Pero hay que subir la montaña elevada, apartarnos del mundanal ruido, como hizo Jesús con Pedro, Santiago y Juan. “Delante de ellos se transfiguró; su rostro resplandeció como el sol y su ropa se volvió blanca como la luz. De pronto se les aparecieron Moisés y Elías conversando con él... Una nube luminosa les hizo sombra y de la nube salió una voz que decía: Éste es mi Hijo querido, mi predilecto. Escúchenlo”, (Mt 17, 2-5). Realmente no hay nada bueno que no se haya hecho con esfuerzo y más aún en la vida espiritual. Hacerse violencia interior para ir escalando la cumbre y encontrarnos con el Señor, pero recordando, que para que sea experiencia realmente cristiana, hay que bajar de nuevo para estar con la gente y servirla. Es entonces una dialéctica de subir y bajar continuamente, ya que Cristo está en la cumbre esperando para adorarlo y abajo en los demás, para servirlo.
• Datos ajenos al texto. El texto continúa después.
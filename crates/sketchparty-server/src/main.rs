//! SketchParty WebSocket Relay Server
//!
//! Routes game payloads between clients in the same room without inspecting
//! them. The server tracks the roster in join order and elects the first
//! joiner as leader; beyond that, all game semantics live in the clients.
//!
//! ## Protocol
//!
//! Messages are JSON with the following format:
//! ```json
//! { "type": "join", "room": "room-id", "name": "Alice" }
//! { "type": "broadcast", "payload": { ... } }
//! { "type": "direct", "to": "<participant-id>", "payload": { ... } }
//! ```

use axum::{
    extract::{
        ws::{Message, WebSocket, WebSocketUpgrade},
        State,
    },
    response::IntoResponse,
    routing::get,
    Router,
};
use dashmap::DashMap;
use futures_util::{SinkExt, StreamExt};
use serde::{Deserialize, Serialize};
use std::{net::SocketAddr, sync::Arc};
use tokio::sync::broadcast;
use tower_http::cors::CorsLayer;
use tracing::{info, warn};
use uuid::Uuid;

const CHANNEL_CAPACITY: usize = 256;
const DEFAULT_ADDR: ([u8; 4], u16) = ([0, 0, 0, 0], 3030);

/// A message sent by clients
#[derive(Debug, Clone, Serialize, Deserialize)]
#[serde(tag = "type", rename_all = "snake_case")]
pub enum ClientMessage {
    /// Join a room under a display name
    Join { room: String, name: String },
    /// Leave current room
    Leave,
    /// Broadcast a payload to everyone in the room, sender included
    Broadcast { payload: serde_json::Value },
    /// Send a payload to one participant
    Direct { to: String, payload: serde_json::Value },
}

/// A participant as announced to clients
#[derive(Debug, Clone, Serialize, Deserialize)]
pub struct PeerInfo {
    pub id: String,
    pub name: String,
}

/// A message sent to clients
#[derive(Debug, Clone, Serialize, Deserialize)]
#[serde(tag = "type", rename_all = "snake_case")]
pub enum ServerMessage {
    /// Confirm room join with the current roster
    Joined {
        room: String,
        participant_id: String,
        leader_id: String,
        peers: Vec<PeerInfo>,
    },
    /// Peer joined the room
    PeerJoined { peer: PeerInfo },
    /// Peer left the room
    PeerLeft { peer_id: String },
    /// The leader left and the oldest remaining peer took over
    LeaderChanged { leader_id: String },
    /// Routed payload from a peer
    Relay {
        from: String,
        payload: serde_json::Value,
    },
    /// Error message
    Error { message: String },
}

/// Who a routed message is for.
#[derive(Debug, Clone)]
enum Target {
    All,
    AllExcept(String),
    One(String),
}

impl Target {
    fn matches(&self, peer_id: &str) -> bool {
        match self {
            Target::All => true,
            Target::AllExcept(id) => id != peer_id,
            Target::One(id) => id == peer_id,
        }
    }
}

/// Room state
struct Room {
    /// Broadcast channel for this room
    tx: broadcast::Sender<(Target, ServerMessage)>,
    /// Connected peers in join order; the first entry is the leader.
    peers: Vec<PeerInfo>,
}

impl Room {
    fn new() -> Self {
        let (tx, _) = broadcast::channel(CHANNEL_CAPACITY);
        Self {
            tx,
            peers: Vec::new(),
        }
    }

    fn leader_id(&self) -> Option<&str> {
        self.peers.first().map(|p| p.id.as_str())
    }
}

/// Shared application state
struct AppState {
    /// Active rooms
    rooms: DashMap<String, Room>,
}

/// Outcome of removing a peer from a room.
#[derive(Debug, PartialEq)]
enum LeaveOutcome {
    /// The peer was not the leader, or the room emptied out.
    Left,
    /// The leader left; the given peer took over.
    NewLeader(String),
}

impl AppState {
    fn new() -> Self {
        Self {
            rooms: DashMap::new(),
        }
    }

    /// Add a peer to a room, creating it on first join. Returns the
    /// subscription, the leader id and a roster snapshot.
    fn join_room(
        &self,
        room_id: &str,
        peer_id: &str,
        name: &str,
    ) -> (
        broadcast::Receiver<(Target, ServerMessage)>,
        String,
        Vec<PeerInfo>,
    ) {
        let mut room = self
            .rooms
            .entry(room_id.to_string())
            .or_insert_with(Room::new);
        room.peers.push(PeerInfo {
            id: peer_id.to_string(),
            name: name.to_string(),
        });
        let rx = room.tx.subscribe();
        let leader = room
            .leader_id()
            .unwrap_or(peer_id)
            .to_string();
        (rx, leader, room.peers.clone())
    }

    /// Remove a peer, re-electing the oldest remaining peer when the leader
    /// leaves. Empty rooms are dropped.
    fn leave_room(&self, room_id: &str, peer_id: &str) -> LeaveOutcome {
        let mut outcome = LeaveOutcome::Left;
        if let Some(mut room) = self.rooms.get_mut(room_id) {
            let was_leader = room.leader_id() == Some(peer_id);
            room.peers.retain(|p| p.id != peer_id);
            if room.peers.is_empty() {
                drop(room);
                self.rooms.remove(room_id);
                return LeaveOutcome::Left;
            }
            if was_leader {
                if let Some(leader) = room.leader_id() {
                    outcome = LeaveOutcome::NewLeader(leader.to_string());
                }
            }
        }
        outcome
    }

    /// Route a message into a room's channel.
    fn route(&self, room_id: &str, target: Target, msg: ServerMessage) {
        if let Some(room) = self.rooms.get(room_id) {
            let _ = room.tx.send((target, msg));
        }
    }
}

#[tokio::main]
async fn main() {
    // Initialize tracing
    tracing_subscriber::fmt()
        .with_env_filter(
            tracing_subscriber::EnvFilter::try_from_default_env()
                .unwrap_or_else(|_| "sketchparty_server=info,tower_http=info".into()),
        )
        .init();

    let state = Arc::new(AppState::new());

    let app = Router::new()
        .route("/", get(index))
        .route("/ws", get(ws_handler))
        .route("/health", get(health))
        .layer(CorsLayer::permissive())
        .with_state(state);

    let addr = std::env::var("SKETCHPARTY_ADDR")
        .ok()
        .and_then(|s| s.parse::<SocketAddr>().ok())
        .unwrap_or_else(|| SocketAddr::from(DEFAULT_ADDR));
    info!("SketchParty relay server listening on {}", addr);
    info!("WebSocket endpoint: ws://{}/ws", addr);

    let listener = tokio::net::TcpListener::bind(addr).await.unwrap();
    axum::serve(listener, app).await.unwrap();
}

/// Index page
async fn index() -> &'static str {
    "SketchParty Relay Server - Connect via WebSocket at /ws"
}

/// Health check
async fn health() -> &'static str {
    "ok"
}

/// WebSocket upgrade handler
async fn ws_handler(ws: WebSocketUpgrade, State(state): State<Arc<AppState>>) -> impl IntoResponse {
    ws.on_upgrade(move |socket| handle_socket(socket, state))
}

/// Handle a WebSocket connection
async fn handle_socket(socket: WebSocket, state: Arc<AppState>) {
    let peer_id = Uuid::new_v4().to_string();
    info!("New connection: {}", peer_id);

    let (mut sender, mut receiver) = socket.split();
    let mut current_room: Option<String> = None;
    let mut room_rx: Option<broadcast::Receiver<(Target, ServerMessage)>> = None;

    loop {
        tokio::select! {
            // Handle incoming messages from client
            msg = receiver.next() => {
                match msg {
                    Some(Ok(Message::Text(text))) => {
                        match serde_json::from_str::<ClientMessage>(&text) {
                            Ok(client_msg) => {
                                match client_msg {
                                    ClientMessage::Join { room, name } => {
                                        // Leave current room if any
                                        if let Some(ref old_room) = current_room {
                                            announce_leave(&state, old_room, &peer_id);
                                        }

                                        // Join new room
                                        let (rx, leader_id, peers) = state.join_room(&room, &peer_id, &name);
                                        room_rx = Some(rx);
                                        current_room = Some(room.clone());

                                        // Send joined confirmation
                                        let joined = ServerMessage::Joined {
                                            room: room.clone(),
                                            participant_id: peer_id.clone(),
                                            leader_id,
                                            peers,
                                        };
                                        if sender.send(Message::Text(serde_json::to_string(&joined).unwrap().into())).await.is_err() {
                                            break;
                                        }

                                        // Notify others
                                        state.route(&room, Target::AllExcept(peer_id.clone()), ServerMessage::PeerJoined {
                                            peer: PeerInfo { id: peer_id.clone(), name: name.clone() },
                                        });

                                        info!("Peer {} ({}) joined room {}", peer_id, name, room);
                                    }
                                    ClientMessage::Leave => {
                                        if let Some(ref room) = current_room {
                                            announce_leave(&state, room, &peer_id);
                                            info!("Peer {} left room {}", peer_id, room);
                                        }
                                        current_room = None;
                                        room_rx = None;
                                    }
                                    ClientMessage::Broadcast { payload } => {
                                        if let Some(ref room) = current_room {
                                            // The sender hears its own broadcasts.
                                            state.route(room, Target::All, ServerMessage::Relay {
                                                from: peer_id.clone(),
                                                payload,
                                            });
                                        }
                                    }
                                    ClientMessage::Direct { to, payload } => {
                                        if let Some(ref room) = current_room {
                                            state.route(room, Target::One(to), ServerMessage::Relay {
                                                from: peer_id.clone(),
                                                payload,
                                            });
                                        }
                                    }
                                }
                            }
                            Err(e) => {
                                warn!("Invalid message from {}: {}", peer_id, e);
                                let err = ServerMessage::Error {
                                    message: format!("Invalid message: {}", e),
                                };
                                let _ = sender.send(Message::Text(serde_json::to_string(&err).unwrap().into())).await;
                            }
                        }
                    }
                    Some(Ok(Message::Close(_))) | None => {
                        break;
                    }
                    Some(Ok(_)) => {} // Ignore binary, ping, pong
                    Some(Err(e)) => {
                        warn!("WebSocket error for {}: {}", peer_id, e);
                        break;
                    }
                }
            }

            // Forward routed messages from the room
            msg = async {
                match &mut room_rx {
                    Some(rx) => rx.recv().await.ok(),
                    None => {
                        // No room joined, just wait forever
                        std::future::pending::<Option<(Target, ServerMessage)>>().await
                    }
                }
            } => {
                if let Some((target, server_msg)) = msg {
                    if target.matches(&peer_id) {
                        let json = serde_json::to_string(&server_msg).unwrap();
                        if sender.send(Message::Text(json.into())).await.is_err() {
                            break;
                        }
                    }
                }
            }
        }
    }

    // Cleanup on disconnect
    if let Some(ref room) = current_room {
        announce_leave(&state, room, &peer_id);
    }
    info!("Connection closed: {}", peer_id);
}

/// Remove a peer and notify the room, including a leader hand-over when the
/// leader is the one leaving.
fn announce_leave(state: &AppState, room: &str, peer_id: &str) {
    let outcome = state.leave_room(room, peer_id);
    state.route(
        room,
        Target::AllExcept(peer_id.to_string()),
        ServerMessage::PeerLeft {
            peer_id: peer_id.to_string(),
        },
    );
    if let LeaveOutcome::NewLeader(leader_id) = outcome {
        info!("Room {}: leader changed to {}", room, leader_id);
        state.route(
            room,
            Target::All,
            ServerMessage::LeaderChanged { leader_id },
        );
    }
}
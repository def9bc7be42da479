//! Color representation shared by commands and the rasterizer.

use peniko::Color;
use serde::{Deserialize, Serialize};

/// Serializable color representation (RGBA8).
#[derive(Debug, Clone, Copy, PartialEq, Eq, Serialize, Deserialize)]
pub struct SerializableColor {
    pub r: u8,
    pub g: u8,
    pub b: u8,
    pub a: u8,
}

impl SerializableColor {
    pub fn new(r: u8, g: u8, b: u8, a: u8) -> Self {
        Self { r, g, b, a }
    }

    pub fn black() -> Self {
        Self::new(0, 0, 0, 255)
    }

    pub fn white() -> Self {
        Self::new(255, 255, 255, 255)
    }

    pub fn transparent() -> Self {
        Self::new(0, 0, 0, 0)
    }

    /// Per-channel closeness test used by flood fill.
    pub fn approx_eq(&self, other: &Self, tolerance: u8) -> bool {
        self.r.abs_diff(other.r) <= tolerance
            && self.g.abs_diff(other.g) <= tolerance
            && self.b.abs_diff(other.b) <= tolerance
            && self.a.abs_diff(other.a) <= tolerance
    }

    /// A pixel counts as part of a drawn boundary when every color channel
    /// is darker than the threshold. Boundary strokes are always near-black,
    /// so fills never cross them.
    pub fn is_boundary(&self, darkness_threshold: u8) -> bool {
        self.r < darkness_threshold && self.g < darkness_threshold && self.b < darkness_threshold
    }
}

impl From<Color> for SerializableColor {
    fn from(color: Color) -> Self {
        let rgba = color.to_rgba8();
        Self {
            r: rgba.r,
            g: rgba.g,
            b: rgba.b,
            a: rgba.a,
        }
    }
}

impl From<SerializableColor> for Color {
    fn from(color: SerializableColor) -> Self {
        Color::from_rgba8(color.r, color.g, color.b, color.a)
    }
}
// SPDX-License-Identifier: BUSL-1.1
// Copyright (c) 2026 Alfred Jean LLC

use std::path::{Path, PathBuf};
use std::time::Duration;

/// Default location of the integration secrets file, relative to the working directory.
pub const DEFAULT_SECRETS_PATH: &str = "config/integration.secrets.json";

/// Primary env var for the secrets file, also settable with `--secrets-path`.
pub const SECRETS_PATH_ENV: &str = "INTEGRATION_SECRETS_PATH";

/// Secondary env var consulted for the secrets file when `INTEGRATION_SECRETS_PATH` is unset.
pub const SECRETS_PATH_ALIAS_ENV: &str = "INTEGRATIONS_SECRETS_PATH";

/// Configuration for the Spotify gateway client.
#[derive(Debug, Clone, clap::Args)]
pub struct GatewayConfig {
    /// Base URL of the Spotify Web API.
    #[arg(long, default_value = "https://api.spotify.com/v1", env = "SPOTIFY_API_BASE")]
    pub api_base: String,

    /// OAuth token endpoint used for refresh-token exchanges.
    #[arg(long, default_value = "https://accounts.spotify.com/api/token", env = "SPOTIFY_TOKEN_URL")]
    pub token_url: String,

    /// Timeout for every outbound request, in milliseconds.
    #[arg(long, default_value_t = 10_000, env = "SPOTIFY_TIMEOUT_MS")]
    pub timeout_ms: u64,

    /// Integration id used to select an entry in the secrets file.
    #[arg(long, default_value = "spotify", env = "SPOTIFY_INTEGRATION_ID")]
    pub integration_id: String,

    /// Path to the integration secrets JSON file.
    #[arg(long, env = "INTEGRATION_SECRETS_PATH")]
    pub secrets_path: Option<PathBuf>,

    /// Log format (json or text).
    #[arg(long, env = "SPOTIFY_LOG_FORMAT", default_value = "text")]
    pub log_format: String,

    /// Log level (trace, debug, info, warn, error).
    #[arg(long, env = "SPOTIFY_LOG_LEVEL", default_value = "info")]
    pub log_level: String,
}

impl GatewayConfig {
    pub fn timeout(&self) -> Duration {
        Duration::from_millis(self.timeout_ms)
    }

    /// Resolve the secrets file path.
    ///
    /// Checks `--secrets-path` / `INTEGRATION_SECRETS_PATH`, then
    /// `INTEGRATIONS_SECRETS_PATH`, then [`DEFAULT_SECRETS_PATH`]. Values are
    /// trimmed and blank ones skipped.
    pub fn secrets_path(&self) -> PathBuf {
        if let Some(path) = self.secrets_path.as_deref().and_then(non_blank_path) {
            return path;
        }
        if let Some(path) = std::env::var_os(SECRETS_PATH_ALIAS_ENV)
            .as_deref()
            .and_then(|p| non_blank_path(Path::new(p)))
        {
            return path;
        }
        PathBuf::from(DEFAULT_SECRETS_PATH)
    }

    /// Join an API path onto the configured base with exactly one `/` between them.
    pub fn api_url(&self, path: &str) -> String {
        format!("{}/{}", self.api_base.trim_end_matches('/'), path.trim_start_matches('/'))
    }
}

/// Trimmed copy of `path`, or `None` if blank. Non-UTF-8 paths are kept as-is.
fn non_blank_path(path: &Path) -> Option<PathBuf> {
    match path.to_str() {
        Some(raw) => {
            let raw = raw.trim();
            (!raw.is_empty()).then(|| PathBuf::from(raw))
        }
        None => Some(path.to_path_buf()),
    }
}

#[cfg(test)]
#[path = "config_tests.rs"]
mod tests;
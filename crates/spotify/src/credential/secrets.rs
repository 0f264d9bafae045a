// SPDX-License-Identifier: BUSL-1.1
// Copyright (c) 2026 Alfred Jean LLC

//! Fallback credential lookup from the integration secrets JSON file.
//!
//! Two layouts are accepted: an object keyed by integration id whose values
//! are string maps, or a single flat string map. Anything else (missing
//! file, unreadable file, other JSON shapes) yields an empty source.

use std::collections::HashMap;
use std::path::{Path, PathBuf};
use std::sync::OnceLock;

use tracing::{debug, warn};

use crate::credential::source::{CredentialSource, MapSource};

type ByIntegration = HashMap<String, HashMap<String, String>>;
type Flat = HashMap<String, String>;

/// Secrets loaded once from disk for a single integration.
#[derive(Debug, Default, Clone)]
pub struct SecretsFile {
    values: MapSource,
}

impl SecretsFile {
    /// Load the entries for `integration_id` from `path`.
    pub fn load(path: &Path, integration_id: &str) -> Self {
        let integration_id = integration_id.trim();
        if path.as_os_str().is_empty() || integration_id.is_empty() {
            return Self::default();
        }
        let contents = match std::fs::read(path) {
            Ok(contents) => contents,
            Err(e) => {
                debug!(path = %path.display(), err = %e, "secrets file not readable");
                return Self::default();
            }
        };
        Self::parse(&contents, integration_id).unwrap_or_else(|| {
            warn!(path = %path.display(), "secrets file is not a recognised JSON layout");
            Self::default()
        })
    }

    /// Parse file contents. Returns `None` when neither layout matches.
    pub fn parse(contents: &[u8], integration_id: &str) -> Option<Self> {
        if let Ok(mut by_integration) = serde_json::from_slice::<ByIntegration>(contents) {
            let values = by_integration.remove(integration_id).unwrap_or_default();
            return Some(Self { values: MapSource::new(values) });
        }
        if let Ok(flat) = serde_json::from_slice::<Flat>(contents) {
            return Some(Self { values: MapSource::new(flat) });
        }
        None
    }

    pub fn is_empty(&self) -> bool {
        self.values.is_empty()
    }
}

impl CredentialSource for SecretsFile {
    fn name(&self) -> &'static str {
        "secrets-file"
    }

    fn lookup(&self, key: &str) -> Option<String> {
        self.values.lookup(key)
    }
}

/// A [`SecretsFile`] read from disk on the first lookup that reaches it.
#[derive(Debug)]
pub struct DeferredSecrets {
    path: PathBuf,
    integration_id: String,
    loaded: OnceLock<SecretsFile>,
}

impl DeferredSecrets {
    pub fn new(path: impl Into<PathBuf>, integration_id: impl Into<String>) -> Self {
        Self { path: path.into(), integration_id: integration_id.into(), loaded: OnceLock::new() }
    }

    pub fn is_loaded(&self) -> bool {
        self.loaded.get().is_some()
    }

    fn secrets(&self) -> &SecretsFile {
        self.loaded.get_or_init(|| SecretsFile::load(&self.path, &self.integration_id))
    }
}

impl CredentialSource for DeferredSecrets {
    fn name(&self) -> &'static str {
        "secrets-file"
    }

    fn lookup(&self, key: &str) -> Option<String> {
        self.secrets().lookup(key)
    }
}

#[cfg(test)]
#[path = "secrets_tests.rs"]
mod tests;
Y recuerda que estás siempre en el pensamiento de Dios. En ningún momento Dios deja de contemplarte y amarte. Continuamente te está diciendo: “Mi hijo querido, mi hija querida” y se goza viendo cómo cumples su voluntad. Te sigue bendiciendo y aunque lo niegues su amor es incondicional. Y espera siempre, si le has dado la espalda, que vuelvas a su corazón, igual que el hijo pródigo. Por lo que la mejor manera de responderle al Señor es dejar atrás todo lo malo y estar continuamente subiendo la montaña para contemplarlo. Eso implica aliarnos con el silencio y la soledad y desde allí meternos en nuestro monasterio interior para vivir más intensamente su presencia, gozándonos de su misericordia con la fe de que con él somos invencibles.